▶ [WHAT IS REQUIRED]
Reproduce the top of the data verbatim, through and including the line that contains "a bounded budget.".

Stored items:
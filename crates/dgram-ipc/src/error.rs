//! Error types for datagram endpoints.
//!
//! Errors fall into the taxonomy the send pipeline acts on:
//!
//! - **Transient backpressure** ([`Error::NoBufferSpace`]): the connection is
//!   kept and the entry is retried with a bounded budget.
//! - **Per-message fatal** ([`Error::MessageTooLong`]): the entry is dropped,
//!   the connection is kept.
//! - **Connection fatal** (everything else, including
//!   [`Error::SendDeadlineExceeded`] and wrapped I/O errors): the endpoint
//!   closes and the reconnect wrapper takes over.
//!
//! Errors never cross the I/O task as panics or return values; they are
//! marshalled to the user through the `error_occurred`, `connect_failed`, and
//! `bind_failed` signals.

use std::io;
use std::path::PathBuf;
use std::time::Duration;

use nix::errno::Errno;
use thiserror::Error;

/// Result alias for fallible endpoint operations.
pub type Result<T> = std::result::Result<T, Error>;

/// Errors reported by datagram endpoints.
#[derive(Debug, Error)]
pub enum Error {
    /// The kernel reported `ENOBUFS` for a send.
    ///
    /// Reported through `error_occurred` only once the retry budget is
    /// exhausted and the entry is dropped.
    #[error("no buffer space available")]
    NoBufferSpace,

    /// The datagram exceeds what the peer's receive buffer can take
    /// (`EMSGSIZE`). The entry is dropped; the connection survives.
    #[error("message too long")]
    MessageTooLong,

    /// A single send did not complete within the watchdog deadline.
    ///
    /// Some kernels never complete a datagram send after the peer
    /// disappears; the watchdog converts that hang into a close.
    #[error("send did not complete within {0:?}")]
    SendDeadlineExceeded(Duration),

    /// The server socket path resolved to an empty string at connect time.
    #[error("socket file path is empty")]
    EmptySocketPath,

    /// The requested bind path exists and is not a socket.
    ///
    /// Pre-existing regular files are never unlinked; bind fails instead.
    #[error("{} exists and is not a socket", .0.display())]
    NotASocket(PathBuf),

    /// A socket file this endpoint depends on disappeared from disk.
    #[error("socket file {} disappeared", .0.display())]
    SocketFileLost(PathBuf),

    /// Any other I/O failure (connect, bind, send, receive).
    #[error(transparent)]
    Io(#[from] io::Error),
}

/// Classification of a failed send syscall, driving the pipeline's
/// retry/drop/close decision.
#[derive(Debug, Clone, Copy, PartialEq, Eq)]
pub(crate) enum SendErrorClass {
    /// `ENOBUFS`: keep the connection, retry the entry.
    NoBufferSpace,
    /// `EMSGSIZE`: keep the connection, drop the entry.
    MessageSize,
    /// Anything else: close the connection, keep the entry.
    Fatal,
}

/// Classifies a send error by its raw OS errno.
pub(crate) fn classify_send_error(err: &io::Error) -> SendErrorClass {
    match err.raw_os_error() {
        Some(code) if code == Errno::ENOBUFS as i32 => SendErrorClass::NoBufferSpace,
        Some(code) if code == Errno::EMSGSIZE as i32 => SendErrorClass::MessageSize,
        _ => SendErrorClass::Fatal,
    }
}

▶ [WRITTEN RESPONSE]
filename crates/dgram-ipc/src/error.rs
//! Error types for datagram endpoints.
//!
//! Errors fall into the taxonomy the send pipeline acts on:
//!
//! - **Transient backpressure** ([`Error::NoBufferSpace`]): the connection is
//!   kept and the entry is retried with a bounded budget.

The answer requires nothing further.